At other churches, admission may be free out of season, when there aren't enough visitors to justify having a ticket vendor on duty. (We wandered into the Gesuati church on a weekend in November, and there was nobody around to collect the admission fee.) Admission is also free during religious services, but you'll be expected to grab a spot in a pew and worship instead of wandering around with a guidebook in hand.

Islands of the Lagoon
Venice is a city of islands (about 100 in all) that lie 4 km or 2.5 miles off the Italian mainland in a shallow, brackish lagoon. Although most of the islands lie close together and are linked by bridges, not all are: Some are accessible only by boat, with trips ranging from about 6 to 45 minutes according to distance. This means you'll need a waterbus ticket to reach the islands, but sightseeing will be free once you get there. (You'll save money with a 12-hour to 7-day tourist card, for more on boats and fares, see our Vaporetto Routes and Vaporetto Fares pages.)
The islands of most interest to tourists are:
San Michele
San Michele, Venice's public cemetery. The walled island is only a few minutes from the Fondamente Nove vaporetto stop, and it's a surprisingly cheerful place to visit. The Catholic sections are well-maintained, with high-rise mausoleums for the residents' bones (which are usually removed from underground graves after 12 years), while the Reformed and Orthodox sections have the atmosphere of old British or New England churchyards.
Murano, the center of the Venetian Lagoon's glassmaking industry since 1291 A.D. You can visit a factory and watch a glassmaker at work without paying (or buying) anything. The island also has several nice churches and two glass museums, one of which--the Barvovier and Toso Museum--is free.

Burano, traditionally Venice's lacemaking island, which has an interesting lace museum (admission charge) and is famous for its brightly painted houses. A wooden footbridge connects Burano to Mazzorbo, a satellite island with a modern council-housing estate that's worth visiting if you're intrigued by architecture or urban design.

Torcello, which once had a greater population than Venice and is just a few minutes from Burano by a connecting boat line. Even if you're on a tight budget, you should pay to visit the thousand-year-old cathedral with its stunning Byzantine gold and stone mosaics.

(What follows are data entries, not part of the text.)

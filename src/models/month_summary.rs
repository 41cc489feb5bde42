use serde::Serialize;

/// One row of the yearly overview.
///
/// `remaining` may be negative: over-allocation is reported, not prevented.
#[derive(Debug, Clone, Copy, PartialEq, Serialize)]
pub struct MonthSummary {
    pub year: i32,
    pub month: u32,
    pub available_hours: f64,
    pub worked_hours: f64,
    pub remaining_hours: f64,
}

impl MonthSummary {
    pub fn new(year: i32, month: u32, available_hours: f64, worked_hours: f64) -> Self {
        Self {
            year,
            month,
            available_hours,
            worked_hours,
            remaining_hours: available_hours - worked_hours,
        }
    }
}
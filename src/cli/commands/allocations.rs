use crate::cli::Context;
use crate::cli::parser::Commands;
use crate::core::access::{self, Action};
use crate::errors::{AppError, AppResult};
use crate::models::allocation::Allocation;
use crate::utils::fmt_hours;
use crate::utils::table::{Column, Table};
use serde_json::json;

pub fn handle(cmd: &Commands, ctx: &Context) -> AppResult<()> {
    if let Commands::Allocations { json } = cmd {
        access::require(ctx.caller.role, Action::ListAllocations)?;

        let rows = ctx.ledger()?.list_allocations()?;

        if *json {
            let items: Vec<_> = rows
                .iter()
                .map(|a| {
                    json!({
                        "period": a.period.to_string(),
                        "available_hours": a.available_hours,
                    })
                })
                .collect();
            let out =
                serde_json::to_string_pretty(&items).map_err(|e| AppError::Export(e.to_string()))?;
            println!("{out}");
        } else if rows.is_empty() {
            println!("⚠️  No allocations stored.");
        } else {
            print!("{}", render(&rows, ctx.cfg.hours_decimals));
        }
    }

    Ok(())
}

fn render(rows: &[Allocation], decimals: usize) -> String {
    let mut table = Table::new(vec![Column::left("Period", 8), Column::right("Available", 10)]);
    for a in rows {
        table.add_row(vec![
            a.period.to_string(),
            fmt_hours(a.available_hours, decimals),
        ]);
    }
    table.render()
}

Buy a combination ticket that includes the tower, which is easy to climb and offers great views of the island and the Lagoon.
The Lido is a residential suburb with a lively shopping district. Cars and buses are allowed, so watch out for the mostly slow-moving traffic. (The island's sightseeing possibilities are minimal, but you can walk to the beach--which is on the opposite side of the narrow island from the boat landing--and wet your feet in the Adriatic Sea.)
Getting there
You'll reach the islands on motoscafi (water buses) of Actv, the Venice public-transportation company. Allow a full day for the entire excursion, or half a day if you skip San Michele and the Lido.
Actv's lagoon water buses can be crowded during peak season, on weekends, or if local groups of senior citizens or schoolchildren are travelling between the islands. If crowds bother you, or if you're unwilling to stand on a moving boat when seats aren't available, consider one of these alternatives:
• Take an escorted tour of Murano, Burano, and Torcello.
[Euros] [British pounds] [U.S. dollars] [AUS dollars]
This half-day tour is more expensive than a tour by public transportation, but it's worth considering if your schedule is tighter than your budget. The trip is offered by Viator, our sightseeing-tour partner.
• Hire a water taxi by the half-day or day, which could easily cost several hundred euros. If you want the services of a private guide, try a customized lagoon itinerary from WalksInsideVenice or the Venice Tourist Guides Association and let the guide arrange transportation.